The rogues' gallery published on the front page of a Sunday newspaper clearly indicates who are primarily responsible for the major electrical crisis in which the country finds itself. They are President Thabo Mbeki himself, Public Enterprises Minister Alec Erwin, who told Parliament in 2006 that there was no national energy crisis, Deputy President Phumzile Mlambo-Ngcuka, who as Energy Minister failed to tackle the impending crisis, Thulani Gcabashe, former Eskom CEO, who, likewise, failed to forestall the crisis, and Jacob Maroga, the present CEO, who has been an employee at Eskom for over a decade.

Mbeki has admitted the culpability of the government in scotching Eskom's plans for investment a decade ago in the vain hope that private investors would step in to fill the breach, and apologised to the nation.

But Eskom's senior management has been equally to blame for the present debacle. It was remarkably spineless in accepting the government's decision even though it was well aware of the dire consequences in store for the country. But there has been no suggestion that any of those responsible might acknowledge culpability by resigning.

And dire indeed the consequences have proved to be with even the mines, traditionally the powerhouse of the South African economy, having to shut down, with the economy suffering catastrophic losses and unemployment staring thousands in the face.

The Democratic Alliance has called for Parliament to be recalled early to debate the crisis. It is certainly a crisis deserving of parliamentary attention and Parliament should be in session, but that it will reassemble is unlikely. The executive does not welcome a probing opposition searchlight, while the African National Congress faithful are unlikely to ask awkward questions.
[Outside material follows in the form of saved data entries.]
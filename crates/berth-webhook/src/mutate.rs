//! Mutating admission: storage, dataset volumes and ingress authentication
//!
//! The object is decorated with the same passes materialization uses, then
//! the difference between the submitted and the decorated object is returned
//! as a JSON patch. Pods labeled no-datasets keep only the storage volumes.

use std::sync::Arc;

use axum::{extract::State, Json};
use berth_common::{Result, DATASET_LABEL};
use berth_engine::ClusterClient;
use berth_template::inject::{inject_auth_verbatim, inject_volumes};
use berth_template::storage::{dataset_domains, tenant_domains};
use berth_template::IngressAuth;
use kube::{
    api::DynamicObject,
    core::admission::{AdmissionRequest, AdmissionResponse, AdmissionReview},
};
use serde_json::Value;
use tracing::{debug, error, info};

use crate::{admitted, Admitted, WebhookError, WebhookState};

/// Handle mutating admission review for objects in tenant namespaces
pub async fn mutate_handler(
    State(state): State<Arc<WebhookState>>,
    Json(body): Json<AdmissionReview<DynamicObject>>,
) -> Json<AdmissionReview<DynamicObject>> {
    let req: AdmissionRequest<DynamicObject> = match body.try_into() {
        Ok(req) => req,
        Err(e) => {
            error!(error = %e, "Failed to parse admission request");
            return Json(AdmissionResponse::invalid(e.to_string()).into_review());
        }
    };

    let response = mutate_object(&state, &req).await;
    Json(response.into_review())
}

async fn mutate_object(
    state: &WebhookState,
    request: &AdmissionRequest<DynamicObject>,
) -> AdmissionResponse {
    let uid = request.uid.clone();
    let admitted = match admitted(state, request) {
        Ok(Some(admitted)) => admitted,
        Ok(None) => {
            debug!(uid = %uid, "Not a tenant create, allowing unchanged");
            return AdmissionResponse::from(request);
        }
        Err(e) => {
            error!(uid = %uid, error = %e, "Rejecting malformed admission request");
            return AdmissionResponse::from(request).deny(e.to_string());
        }
    };

    let mutated = match decorate(state, &admitted).await {
        Ok(mutated) => mutated,
        Err(e) => {
            // Undecorated tenant pods are never admitted
            error!(uid = %uid, tenant = %admitted.tenant, error = %e, "Failed to decorate object");
            return AdmissionResponse::from(request).deny(WebhookError::from(e).to_string());
        }
    };

    let patch = json_patch::diff(&admitted.object, &mutated);
    if patch.0.is_empty() {
        return AdmissionResponse::from(request);
    }

    info!(
        uid = %uid,
        tenant = %admitted.tenant,
        name = %request.name,
        patch_ops = patch.0.len(),
        "Patching tenant object"
    );
    match AdmissionResponse::from(request).with_patch(patch) {
        Ok(response) => response,
        Err(e) => {
            error!(uid = %uid, error = %e, "Failed to serialize patch");
            AdmissionResponse::from(request).deny(format!("patch serialization error: {e}"))
        }
    }
}

/// Run the storage, dataset and auth passes over a copy of the object
async fn decorate(state: &WebhookState, admitted: &Admitted<'_>) -> Result<Value> {
    let config = &state.config;
    let mut docs = vec![admitted.object.clone()];

    inject_volumes(&mut docs, &tenant_domains(&config.storage, admitted.tenant)?, false);

    let claims = dataset_claims(state.cluster.as_ref(), admitted.namespace).await?;
    inject_volumes(&mut docs, &dataset_domains(&config.storage, &claims), true);

    inject_auth_verbatim(
        &mut docs,
        &IngressAuth::from_config(&config.auth, admitted.tenant),
    );

    Ok(docs.remove(0))
}

/// Names of the dataset claims in a tenant namespace
async fn dataset_claims(
    cluster: &dyn ClusterClient,
    namespace: &str,
) -> Result<Vec<String>> {
    let claims = cluster
        .list(
            "v1",
            "PersistentVolumeClaim",
            Some(namespace),
            Some(DATASET_LABEL),
        )
        .await?;
    let mut names: Vec<String> = claims
        .iter()
        .filter_map(|claim| claim.pointer("/metadata/name").and_then(Value::as_str))
        .map(str::to_string)
        .collect();
    names.sort();
    Ok(names)
}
One question which should be asked - and answered - is what is being done to generate more power? Are those who have landed us in this mess likely - or able - to get us out of it? Are power cuts going to become part of the "South African way of life"?

South Africa was hailed as the country which was going to be the exception to the decay and disorganisation which are characteristic of much of Africa. Are the Afro-pessimists going to be proved right after all about this country?